The point parameter in distance_2 is of type &(f64, f64) because the Envelope in our RTreeObject implementation is specified to AABB<(f64, f64)>, where (f64, f64) in the AABB<(f64, f64)> corresponds to the type of point.

We use the implementation of distance_2 provided by the document of PointDistance. Note that the returned value of distance_2 must be square of the distance.

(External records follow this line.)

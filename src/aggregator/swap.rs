// Transaction assembly against the aggregator's swap endpoint
//
// A pure request/response step: the quote is forwarded verbatim together
// with the payer, and the returned base64 transaction is decoded and bound
// to that payer. A payer/fee-payer mismatch is surfaced as its own error
// kind because it is the failure mode where a wallet signature silently
// fails downstream.

use std::time::Duration;

use serde::Deserialize;
use serde_json::json;
use solana_sdk::pubkey::Pubkey;
use tracing::{debug, info};

use crate::chain::codec;
use crate::error::SwapError;
use crate::types::{Quote, SwapOptions, UnsignedSwapTransaction};

#[derive(Debug, Deserialize)]
#[serde(rename_all = "camelCase")]
struct SwapResponse {
    swap_transaction: String,
}

/// HTTP client for the aggregator's swap (transaction build) endpoint
pub struct SwapBuildClient {
    http: reqwest::Client,
    base_url: String,
    staleness_window: Duration,
}

impl SwapBuildClient {
    pub fn new(
        http: reqwest::Client,
        base_url: impl Into<String>,
        staleness_window: Duration,
    ) -> Self {
        let base_url = base_url.into();
        info!(%base_url, "SwapBuildClient initialized");
        Self {
            http,
            base_url,
            staleness_window,
        }
    }

    /// Request serialized, unsigned transaction bytes for a quote, bound to
    /// the payer. Refuses stale quotes before any network call; never
    /// mutates the quote.
    pub async fn build_swap_transaction(
        &self,
        quote: &Quote,
        payer: &Pubkey,
        options: &SwapOptions,
    ) -> Result<UnsignedSwapTransaction, SwapError> {
        if quote.is_stale(self.staleness_window) {
            return Err(SwapError::QuoteExpired {
                age_ms: quote.age().as_millis(),
                window_ms: self.staleness_window.as_millis(),
            });
        }

        let mut body = json!({
            "quoteResponse": quote.raw,
            "userPublicKey": payer.to_string(),
            "wrapAndUnwrapSol": options.wrap_unwrap_sol,
        });
        if let Some(fee) = options.priority_fee_micro_lamports {
            body["computeUnitPriceMicroLamports"] = json!(fee);
        }

        let url = format!("{}/swap", self.base_url);
        let response = self
            .http
            .post(&url)
            .json(&body)
            .send()
            .await
            .map_err(|e| SwapError::TransientNetwork(format!("swap request failed: {}", e)))?;

        let status = response.status();
        let text = response.text().await.map_err(|e| {
            SwapError::TransientNetwork(format!("unreadable swap response: {}", e))
        })?;

        if status == reqwest::StatusCode::TOO_MANY_REQUESTS || status.is_server_error() {
            return Err(SwapError::TransientNetwork(format!(
                "aggregator error (HTTP {})",
                status
            )));
        }
        if status.is_client_error() {
            // The aggregator reports a payer the quote cannot be bound to as
            // a client error mentioning the user account
            let lowered = text.to_ascii_lowercase();
            if lowered.contains("user") || lowered.contains("payer") || lowered.contains("account")
            {
                return Err(SwapError::PayerQuoteMismatch(format!(
                    "aggregator refused payer binding (HTTP {})",
                    status
                )));
            }
            return Err(SwapError::InvalidRequest(format!(
                "aggregator rejected the swap request (HTTP {})",
                status
            )));
        }

        let parsed: SwapResponse = serde_json::from_str(&text).map_err(|e| {
            SwapError::TransientNetwork(format!("unexpected swap response schema: {}", e))
        })?;

        let decoded = codec::decode_transaction(&parsed.swap_transaction)?;
        if decoded.is_fully_signed() {
            return Err(SwapError::MalformedTransaction(
                "aggregator returned an already-signed transaction".to_string(),
            ));
        }
        let unsigned = decoded.into_unsigned();
        ensure_fee_payer(&unsigned, payer)?;

        debug!(
            required_signers = unsigned.required_signers,
            account_keys = unsigned.account_keys.len(),
            instruction_count = unsigned.instruction_count,
            "unsigned swap transaction built"
        );
        Ok(unsigned)
    }
}

/// Verify the declared payer is the transaction's fee payer.
///
/// A transaction built for a different payer would still decode and could
/// even be signed, but its signature would never validate on chain; this
/// check turns that silent failure into a distinct local error.
pub fn ensure_fee_payer(
    unsigned: &UnsignedSwapTransaction,
    payer: &Pubkey,
) -> Result<(), SwapError> {
    match unsigned.fee_payer() {
        Some(fee_payer) if fee_payer == payer => Ok(()),
        Some(fee_payer) => Err(SwapError::PayerQuoteMismatch(format!(
            "transaction names {} as fee payer, expected {}",
            fee_payer, payer
        ))),
        None => Err(SwapError::MalformedTransaction(
            "transaction carries no account keys".to_string(),
        )),
    }
}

The complete code is presented below:

use rstar::{PointDistance, RTree, RTreeObject, AABB};

#[derive(Debug)]
struct Circle {
    center: (f64, f64),
    radius: f64,
}

impl RTreeObject for Circle {
    type Envelope = AABB<(f64, f64)>;

    fn envelope(&self) -> Self::Envelope {
        let p1 = (self.center.0 - self.radius, self.center.1 - self.radius);
        let p2 = (self.center.0 + self.radius, self.center.1 + self.radius);

        AABB::from_corners(p1, p2)
    }
}

impl PointDistance for Circle {
    fn distance_2(&self, point: &(f64, f64)) -> f64 {
        let d_x = self.center.0 - point.0;
        let d_y = self.center.1 - point.1;
        
        let distance_to_center = (d_x * d_x + d_y * d_y).sqrt();
        let distance_to_ring = distance_to_center - self.radius;
        let distance_to_circle = f64::max(0., distance_to_ring);

        distance_to_circle * distance_to_circle
    }
}

fn main() {
    let c1 = Circle {
        center: (1., 1.),
        radius: 1.,
    };
    let c2 = Circle {
        center: (0., -1.),
        radius: 1.,
    };
    let tree = RTree::bulk_load(vec![c1, c2]);

    for c in tree.nearest_neighbor_iter_with_distance_2(&(0., 0.)) {
        println!("{:?}", c);
    }
}

Output:

(Circle { center: (0.0, -1.0), radius: 1.0 }, 0.0)
(Circle { center: (1.0, 1.0), radius: 1.0 }, 0.17157287525381)

There are other methods in trait PointDistance that we can implement for better efficiency. For example, locate_within_distance and drain_within_distance uses PointDistance::distance_2_if_less_or_equal. We can override the method to gain more runtime efficiency if possible.